My condolences for your loss.
I hope you also find peace as time goes by. Remember Faith, Hope, and Love will get you through.
1. She is hurting. Blaming is one of the stages of grief. And you have to let her have that grief however it appears. However, she should also be blaming the doctors involved. Not because they were wrong, but because it makes no sense to hold you more accountable than the medical professionals unless.....
2. Her intent IS to be hurtful. It's not about grieving her father; it's about destroying you. Whether that's out of jealousy or instability or a combination of personality flaws, know that this is her flaw. If you get upset, then she's winning at her game. You don't need her "forgiveness" for what happened to your father. And you don't need her in your life.

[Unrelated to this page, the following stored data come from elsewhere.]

//! Persistent gate settings collaborator.

use async_trait::async_trait;

use crate::result::AppResult;
use crate::types::GateSettings;

/// Persistent store for the runtime gate settings.
///
/// Writes are raw; validation happens in the settings service before a
/// value reaches the store.
#[async_trait]
pub trait SettingsStore: Send + Sync + 'static {
    /// Load the current settings. A store with nothing saved yields defaults.
    async fn load(&self) -> AppResult<GateSettings>;

    /// Replace the stored allow-list text.
    async fn save_valid_ips(&self, valid_ips: &str) -> AppResult<()>;

    /// Set the pre-login enforcement flag.
    async fn save_check_before_login(&self, enabled: bool) -> AppResult<()>;

    /// Replace the error message template.
    async fn save_error_text(&self, error_text: &str) -> AppResult<()>;
}
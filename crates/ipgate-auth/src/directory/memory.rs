//! In-memory user directory for single-node setups and tests.

use std::collections::HashMap;
use std::sync::Arc;

use async_trait::async_trait;
use tokio::sync::RwLock;

use ipgate_core::error::AppError;
use ipgate_core::traits::UserDirectory;
use ipgate_core::types::UserRecord;

/// User directory keyed by username.
#[derive(Debug, Clone, Default)]
pub struct MemoryUserDirectory {
    users: Arc<RwLock<HashMap<String, UserRecord>>>,
}

impl MemoryUserDirectory {
    /// Creates an empty directory.
    pub fn new() -> Self {
        Self::default()
    }

    /// Adds or replaces a user.
    pub async fn insert(&self, user: UserRecord) {
        self.users.write().await.insert(user.username.clone(), user);
    }
}

#[async_trait]
impl UserDirectory for MemoryUserDirectory {
    async fn find_user(&self, username: &str) -> Result<Option<UserRecord>, AppError> {
        Ok(self.users.read().await.get(username).cloned())
    }
}
//! Aggregate allow-list evaluation.

use std::net::{IpAddr, Ipv4Addr};

use super::entry::AllowListEntry;

/// A parsed allow-list.
///
/// Evaluation is a pure OR over the entries: the list permits an address
/// as soon as any entry matches. An empty list permits nobody.
#[derive(Debug, Clone, Default, PartialEq, Eq)]
pub struct AllowList {
    entries: Vec<AllowListEntry>,
}

impl AllowList {
    /// Parse the stored allow-list text.
    ///
    /// Entries are separated by newlines; commas from the legacy
    /// single-line format are accepted too. Each entry is trimmed and
    /// blank entries are skipped.
    pub fn parse(text: &str) -> Self {
        let entries = split_entries(text).map(AllowListEntry::parse).collect();
        Self { entries }
    }

    /// The parsed entries, in stored order.
    pub fn entries(&self) -> &[AllowListEntry] {
        &self.entries
    }

    /// True when the list has no entries.
    pub fn is_empty(&self) -> bool {
        self.entries.is_empty()
    }

    /// The first entry that covers `address`, if any.
    pub fn find_match(&self, address: Ipv4Addr) -> Option<&AllowListEntry> {
        self.entries.iter().find(|entry| entry.matches(address))
    }

    /// Whether `address` is permitted.
    pub fn permits(&self, address: Ipv4Addr) -> bool {
        self.find_match(address).is_some()
    }

    /// Whether an address of either family is permitted.
    ///
    /// IPv4-mapped IPv6 addresses are evaluated as IPv4. Any other IPv6
    /// address is not permitted.
    pub fn permits_ip(&self, address: IpAddr) -> bool {
        as_ipv4(address).is_some_and(|v4| self.permits(v4))
    }

    /// Whether an address recorded as text is permitted.
    ///
    /// Text that does not parse as an address is not permitted.
    pub fn permits_text(&self, address: &str) -> bool {
        address
            .trim()
            .parse::<IpAddr>()
            .is_ok_and(|addr| self.permits_ip(addr))
    }
}

/// Evaluate raw allow-list text against an IPv4 address.
pub fn is_permitted(config_text: &str, address: Ipv4Addr) -> bool {
    split_entries(config_text).any(|raw| AllowListEntry::parse(raw).matches(address))
}

/// Evaluate raw allow-list text against an address of either family.
pub fn is_ip_permitted(config_text: &str, address: IpAddr) -> bool {
    as_ipv4(address).is_some_and(|v4| is_permitted(config_text, v4))
}

/// Narrow an address to IPv4, unwrapping IPv4-mapped IPv6.
pub fn as_ipv4(address: IpAddr) -> Option<Ipv4Addr> {
    match address {
        IpAddr::V4(v4) => Some(v4),
        IpAddr::V6(v6) => v6.to_ipv4_mapped(),
    }
}

/// Trimmed, non-empty entry strings from stored allow-list text.
pub(crate) fn split_entries(text: &str) -> impl Iterator<Item = &str> {
    text.split(['\n', ','])
        .map(str::trim)
        .filter(|entry| !entry.is_empty())
}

That comment you quoted? Sounds like an unstable person to me. Why do that? What are you even doing with that? That answers it all.
Find your peace. You deserve it. My condolences to you. And hugs too. Stay close to the people in your life that are supportive and get it.
katiekay...i do hope your days get brighter very soon💖
Please do not beat yourself up. Hospice is a humane way to allow our love ones to pass with dignity. You prepared yourself, as your sister could have done.
This is the age of information, Alzheimer's Association, as well as many other groups or associations inform us of the stages. Hospice prepares us to deal with it. Not saying it is easy, but it helps us to cope. Hospice provides aftercare, too. They are so wonderful. You may have to love your sister from afar for your own sanity.
Just a small portion of our story.... We had neighbors who were just plain evil and mean spirited. Neighbors would stare us down, including our mother. One neighbor had the nerve to ask, "why God has my mother living?" while she was still living. Then her sister says to me, tell my mother she loves her. Never said a kind word during the whole time we took cared of our mother. When my mother did past, before her body was in the funeral home car, the same evil woman tried to tell me what I could do with the hospital bed!!! The nerve!!! Then at the memorial service, she wanted to speak on behalf of the "neighborhood." NOT!!! We took care of our mother. We did not treat her like a burden as they treated their love ones. My brother and I who were primary caregivers have absolutely no regrets at all, but miss her dearly. We are grateful to have cared for her.
As caregivers, we have gone through so much. This is your time to grieve and restore yourself. Hugs and prayers to you and your family.
Quite frankly, she never would have done on her own.
Our mom gets more care. More services. And they call and let us know. What they did. The chaplain called today.he is standing in for reg has flu. No, let's wait a bit. We don't want her to think she is being administered last rites. But you get that kind of care, concern. And my god, we are THANK ful for it.
You be elevated that you did right thing. Absolutely. Hold your head up strong and proud. Screw the sis.